TASK STATEMENT:
Find the string "edges" in the data, and copy out each line that has it.
━━━━
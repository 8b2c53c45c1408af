//! Polygon mask rasterization.
//!
//! Fills user-drawn polygons into a single-channel {0, 255} coverage
//! mask over the rectified image's dimensions. Filling uses the
//! even-odd rule with a scanline pass per row; multiple polygons are
//! unioned onto the same buffer.
//!
//! Boundary policy: a pixel is covered iff its center lies inside the
//! polygon. Scanline crossings are counted over half-open spans in
//! both axes, so an axis-aligned rectangle covers exactly its
//! left/top-closed, right/bottom-open interior. Vertices outside the
//! canvas clip implicitly; no coordinate validation is needed.

use image::Luma;

use crate::types::{Dimensions, GrayImage, Polygon};

/// Rasterize `polygons` into a mask of `canvas` pixels.
///
/// Each polygon is filled onto an initially all-zero mask; overlapping
/// coverage simply stays 255. An empty polygon list produces an
/// all-zero mask.
#[must_use = "returns the rasterized coverage mask"]
pub fn rasterize_polygons(polygons: &[Polygon], canvas: Dimensions) -> GrayImage {
    let mut mask = GrayImage::new(canvas.width, canvas.height);
    for polygon in polygons {
        fill_polygon(&mut mask, polygon);
    }
    mask
}

/// Fill one polygon onto the mask with even-odd scanline coverage.
#[allow(clippy::cast_possible_truncation, clippy::cast_sign_loss)]
fn fill_polygon(mask: &mut GrayImage, polygon: &Polygon) {
    let vertices = polygon.vertices();
    let width = f64::from(mask.width());
    let mut crossings: Vec<f64> = Vec::with_capacity(vertices.len());

    for row in 0..mask.height() {
        let scan_y = f64::from(row) + 0.5;

        // Collect x coordinates where edges cross this row's centerline.
        // The half-open test `(a.y <= scan_y) != (b.y <= scan_y)` counts
        // each vertex for exactly one of its two edges.
        crossings.clear();
        for i in 0..vertices.len() {
            let a = vertices[i];
            let b = vertices[(i + 1) % vertices.len()];
            if (a.y <= scan_y) != (b.y <= scan_y) {
                let t = (scan_y - a.y) / (b.y - a.y);
                crossings.push(t.mul_add(b.x - a.x, a.x));
            }
        }
        crossings.sort_by(f64::total_cmp);

        // Even-odd: consecutive crossing pairs bound interior spans.
        for span in crossings.chunks_exact(2) {
            // Pixel centers x + 0.5 inside [span start, span end).
            let start = (span[0] - 0.5).ceil().max(0.0);
            let end = (span[1] - 0.5).ceil().min(width);
            if start >= end {
                continue;
            }
            for x in (start as u32)..(end as u32) {
                mask.put_pixel(x, row, Luma([255]));
            }
        }
    }
}

#[cfg(test)]
#[allow(clippy::unwrap_used)]
mod tests {
    use super::*;
    use crate::types::Point;

    const CANVAS: Dimensions = Dimensions {
        width: 40,
        height: 30,
    };

    fn rectangle(x0: f64, y0: f64, x1: f64, y1: f64) -> Polygon {
        Polygon::try_new(vec![
            Point::new(x0, y0),
            Point::new(x1, y0),
            Point::new(x1, y1),
            Point::new(x0, y1),
        ])
        .unwrap()
    }

    fn coverage(mask: &GrayImage) -> usize {
        mask.pixels().filter(|p| p.0[0] == 255).count()
    }

    #[test]
    fn empty_polygon_list_yields_zero_mask() {
        let mask = rasterize_polygons(&[], CANVAS);
        assert_eq!(mask.width(), 40);
        assert_eq!(mask.height(), 30);
        assert_eq!(coverage(&mask), 0);
    }

    #[test]
    fn rectangle_covers_exact_half_open_interior() {
        let mask = rasterize_polygons(&[rectangle(10.0, 5.0, 20.0, 12.0)], CANVAS);
        for y in 0..30 {
            for x in 0..40 {
                let expected = (10..20).contains(&x) && (5..12).contains(&y);
                assert_eq!(
                    mask.get_pixel(x, y).0[0] == 255,
                    expected,
                    "pixel ({x}, {y})",
                );
            }
        }
    }

    #[test]
    fn mask_values_are_binary() {
        let mask = rasterize_polygons(&[rectangle(3.5, 2.5, 17.0, 9.0)], CANVAS);
        assert!(mask.pixels().all(|p| p.0[0] == 0 || p.0[0] == 255));
    }

    #[test]
    fn disjoint_polygons_union() {
        let left = rectangle(2.0, 2.0, 8.0, 8.0);
        let right = rectangle(20.0, 10.0, 30.0, 20.0);

        let combined = rasterize_polygons(&[left.clone(), right.clone()], CANVAS);
        let left_only = rasterize_polygons(&[left], CANVAS);
        let right_only = rasterize_polygons(&[right], CANVAS);

        for (x, y, pixel) in combined.enumerate_pixels() {
            let union =
                left_only.get_pixel(x, y).0[0].max(right_only.get_pixel(x, y).0[0]);
            assert_eq!(pixel.0[0], union, "pixel ({x}, {y})");
        }
    }

    #[test]
    fn overlapping_polygons_do_not_double_count() {
        let a = rectangle(5.0, 5.0, 15.0, 15.0);
        let b = rectangle(10.0, 10.0, 20.0, 20.0);
        let mask = rasterize_polygons(&[a, b], CANVAS);
        assert!(mask.pixels().all(|p| p.0[0] == 0 || p.0[0] == 255));
        assert_eq!(mask.get_pixel(12, 12).0[0], 255);
    }

    #[test]
    fn vertices_outside_canvas_clip_implicitly() {
        let mask = rasterize_polygons(&[rectangle(-10.0, -10.0, 100.0, 100.0)], CANVAS);
        // The whole canvas is interior.
        assert_eq!(coverage(&mask), 40 * 30);
    }

    #[test]
    fn triangle_contains_centroid_but_not_far_corner() {
        let triangle = Polygon::try_new(vec![
            Point::new(0.0, 0.0),
            Point::new(40.0, 0.0),
            Point::new(20.0, 30.0),
        ])
        .unwrap();
        let mask = rasterize_polygons(&[triangle], CANVAS);
        assert_eq!(mask.get_pixel(20, 10).0[0], 255);
        assert_eq!(mask.get_pixel(0, 29).0[0], 0);
        assert_eq!(mask.get_pixel(39, 29).0[0], 0);
    }

    #[test]
    fn concave_polygon_uses_even_odd_rule() {
        // A "U" shape: the notch between the arms must stay unfilled.
        let u_shape = Polygon::try_new(vec![
            Point::new(5.0, 5.0),
            Point::new(35.0, 5.0),
            Point::new(35.0, 25.0),
            Point::new(25.0, 25.0),
            Point::new(25.0, 10.0),
            Point::new(15.0, 10.0),
            Point::new(15.0, 25.0),
            Point::new(5.0, 25.0),
        ])
        .unwrap();
        let mask = rasterize_polygons(&[u_shape], CANVAS);
        assert_eq!(mask.get_pixel(10, 20).0[0], 255, "left arm");
        assert_eq!(mask.get_pixel(30, 20).0[0], 255, "right arm");
        assert_eq!(mask.get_pixel(20, 20).0[0], 0, "notch");
        assert_eq!(mask.get_pixel(20, 7).0[0], 255, "bridge");
    }
}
━━━━
YOUR RESPONSE:
        // Collect x coordinates where edges cross this row's centerline.
        // each vertex for exactly one of its two edges.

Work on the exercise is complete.